Os investidores internacionais em títulos de dívida, como a China, além de empresas que trabalham sob contrato com o governo e os destinatários de benefícios previdenciários, pensões e outros benefícios, todos teriam que ser postos na fila em função de algo que o Centro de Política Bipartidária, um instituto de estudos de Washington, estima que equivaleria a um corte imediato e automático de 45% nos gastos do governo.
Essa retração fiscal dramática, somada ao aumento dos custos de novos empréstimos contraídos, de uma provável queda na confiança dos consumidores e da perda da valiosa classificação de crédito AAA, poderia mergulhar os EUA em uma nova recessão. Isso teria repercussões graves para o resto do mundo.

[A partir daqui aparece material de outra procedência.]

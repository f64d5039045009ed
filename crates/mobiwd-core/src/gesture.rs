//! Touch gesture batches.
//!
//! A batch is a JSON array of actions such as
//! `{"type": "tap", "x": 10, "y": 20}` or
//! `{"type": "pinch", "element": "5", "scale": 2}`. Each action becomes one
//! POST to the native agent. Actions run strictly in order; the first one to
//! fail ends the batch and nothing already done is undone.
//!
//! Element ids in actions are native agent ids and are forwarded as given.

use serde::Deserialize;
use serde_json::{Map, Value};
use tracing::{debug, instrument};

use crate::error::WdError;
use crate::native::{Method, NativeAgent};

const GESTURE_PREFIX: &str = "/wd/hub/session/temp/";

/// One parsed gesture.
#[derive(Debug, Clone, PartialEq)]
pub enum Gesture {
    Tap {
        element: Option<String>,
        x: f64,
        y: f64,
    },
    DoubleTap {
        element: Option<String>,
        x: f64,
        y: f64,
    },
    Press {
        element: Option<String>,
        x: f64,
        y: f64,
        duration: f64,
    },
    Pinch {
        element: String,
        scale: Option<f64>,
        velocity: Option<f64>,
    },
    Rotate {
        element: String,
        rotation: Option<f64>,
        velocity: Option<f64>,
    },
    Drag {
        element: Option<String>,
        from_x: Option<f64>,
        from_y: Option<f64>,
        to_x: Option<f64>,
        to_y: Option<f64>,
        duration: f64,
    },
}

#[derive(Debug, Default, Deserialize)]
#[serde(rename_all = "camelCase")]
struct RawAction {
    #[serde(rename = "type")]
    kind: Option<String>,
    element: Option<Value>,
    x: Option<f64>,
    y: Option<f64>,
    duration: Option<f64>,
    scale: Option<f64>,
    velocity: Option<f64>,
    rotation: Option<f64>,
    from_x: Option<f64>,
    from_y: Option<f64>,
    to_x: Option<f64>,
    to_y: Option<f64>,
}

fn element_of(raw: &Option<Value>) -> Option<String> {
    match raw {
        Some(Value::String(s)) if !s.is_empty() => Some(s.clone()),
        Some(Value::Number(n)) => Some(n.to_string()),
        _ => None,
    }
}

fn missing_element() -> WdError {
    WdError::unknown("Missing 'element' in action!")
}

impl Gesture {
    /// Parses one action object.
    pub fn from_action(action: &Value) -> Result<Self, WdError> {
        if !action.get("type").is_some_and(Value::is_string) {
            return Err(WdError::unknown("Missing 'type' in action!"));
        }
        let raw: RawAction = serde_json::from_value(action.clone())
            .map_err(|e| WdError::unknown(format!("Malformed action: {e}")))?;
        let kind = raw
            .kind
            .as_deref()
            .filter(|k| !k.is_empty())
            .ok_or_else(|| WdError::unknown("Missing 'type' in action!"))?;
        let element = element_of(&raw.element);
        let x = raw.x.unwrap_or(0.0);
        let y = raw.y.unwrap_or(0.0);
        let duration = raw.duration.unwrap_or(1.0);

        let gesture = match kind {
            "tap" => Gesture::Tap { element, x, y },
            "doubleTap" => Gesture::DoubleTap { element, x, y },
            "press" => Gesture::Press {
                element,
                x,
                y,
                duration,
            },
            "pinch" => Gesture::Pinch {
                element: element.ok_or_else(missing_element)?,
                scale: raw.scale,
                velocity: raw.velocity,
            },
            "rotate" => Gesture::Rotate {
                element: element.ok_or_else(missing_element)?,
                rotation: raw.rotation,
                velocity: raw.velocity,
            },
            "drag" => Gesture::Drag {
                element,
                from_x: raw.from_x,
                from_y: raw.from_y,
                to_x: raw.to_x,
                to_y: raw.to_y,
                duration,
            },
            other => {
                return Err(WdError::not_implemented(format!(
                    "Touch action '{other}' is not implemented yet."
                )))
            }
        };
        Ok(gesture)
    }

    /// Agent path (relative to the gesture prefix) and request body.
    pub fn request(&self) -> (String, Value) {
        let mut body = Map::new();
        let mut put = |key: &str, value: Option<f64>| {
            if let Some(v) = value {
                body.insert(key.to_string(), Value::from(v));
            }
        };

        let path = match self {
            Gesture::Tap { element, x, y } => {
                put("x", Some(*x));
                put("y", Some(*y));
                format!("tap/{}", element.as_deref().unwrap_or("null"))
            }
            Gesture::DoubleTap { element, x, y } => {
                put("x", Some(*x));
                put("y", Some(*y));
                match element {
                    Some(el) => format!("uiaElement/{el}/doubleTap"),
                    None => "doubleTap".to_string(),
                }
            }
            Gesture::Press {
                element,
                x,
                y,
                duration,
            } => match element {
                Some(el) => {
                    put("duration", Some(*duration));
                    format!("uiaElement/{el}/touchAndHold")
                }
                None => {
                    put("x", Some(*x));
                    put("y", Some(*y));
                    put("duration", Some(*duration));
                    "touchAndHold".to_string()
                }
            },
            Gesture::Pinch {
                element,
                scale,
                velocity,
            } => {
                put("scale", *scale);
                put("velocity", *velocity);
                format!("element/{element}/pinch")
            }
            Gesture::Rotate {
                element,
                rotation,
                velocity,
            } => {
                put("rotation", *rotation);
                put("velocity", *velocity);
                format!("element/{element}/rotate")
            }
            Gesture::Drag {
                element,
                from_x,
                from_y,
                to_x,
                to_y,
                duration,
            } => match element {
                Some(el) => {
                    put("toX", *to_x);
                    put("toY", *to_y);
                    put("duration", Some(*duration));
                    format!("uiaTarget/{el}/dragfromtoforduration")
                }
                None => {
                    put("fromX", *from_x);
                    put("fromY", *from_y);
                    put("toX", *to_x);
                    put("toY", *to_y);
                    put("duration", Some(*duration));
                    "dragfromtoforduration".to_string()
                }
            },
        };
        (path, Value::Object(body))
    }
}

/// Runs a batch of actions against the native agent, in order.
///
/// Each action is parsed only when its turn comes, so a malformed action
/// fails the batch after the earlier ones have already run.
#[instrument(skip_all)]
pub async fn perform(native: &dyn NativeAgent, actions: &Value) -> Result<Value, WdError> {
    let actions = actions
        .as_array()
        .ok_or_else(|| WdError::unknown("Missing 'actions' in parameters."))?;

    for (index, action) in actions.iter().enumerate() {
        let gesture = Gesture::from_action(action)?;
        let (path, body) = gesture.request();
        debug!(index, path = %path, "dispatching gesture");

        let reply = native
            .send_command(&format!("{GESTURE_PREFIX}{path}"), Method::Post, Some(&body))
            .await?;
        if !reply.is_success() {
            debug!(index, status = reply.status, "gesture failed");
            return Err(WdError::from_status(reply.status, &reply.value));
        }
    }
    Ok(Value::Null)
}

O nível de desconfiança política está tão alto que muitos republicanos -- entre eles Michele Bachman, bem cotada potencial candidata à Casa Branca em 2012 -- afirmam que a administração está apenas usando uma tática de tentar espalhar o medo. Juntamente com outros membros direitistas do movimento Tea Party, esses republicanos afirmam que o prazo final de 2 de agosto é um mito e que o governo pode, sim, pagar os juros sobre seus empréstimos sem dar um calote.
No interior da Casa Branca, as negociações não estão indo bem. Obama deixou o recinto abruptamente após uma discussão inflamada na sessão da quarta-feira.
De acordo com um democrata presente, o presidente encerrou a reunião observando que a natureza das negociações confirma o que muitas pessoas dizem a respeito de Washington.
"Já chega", ele teria dito aos presentes. "Verei vocês todos amanhã."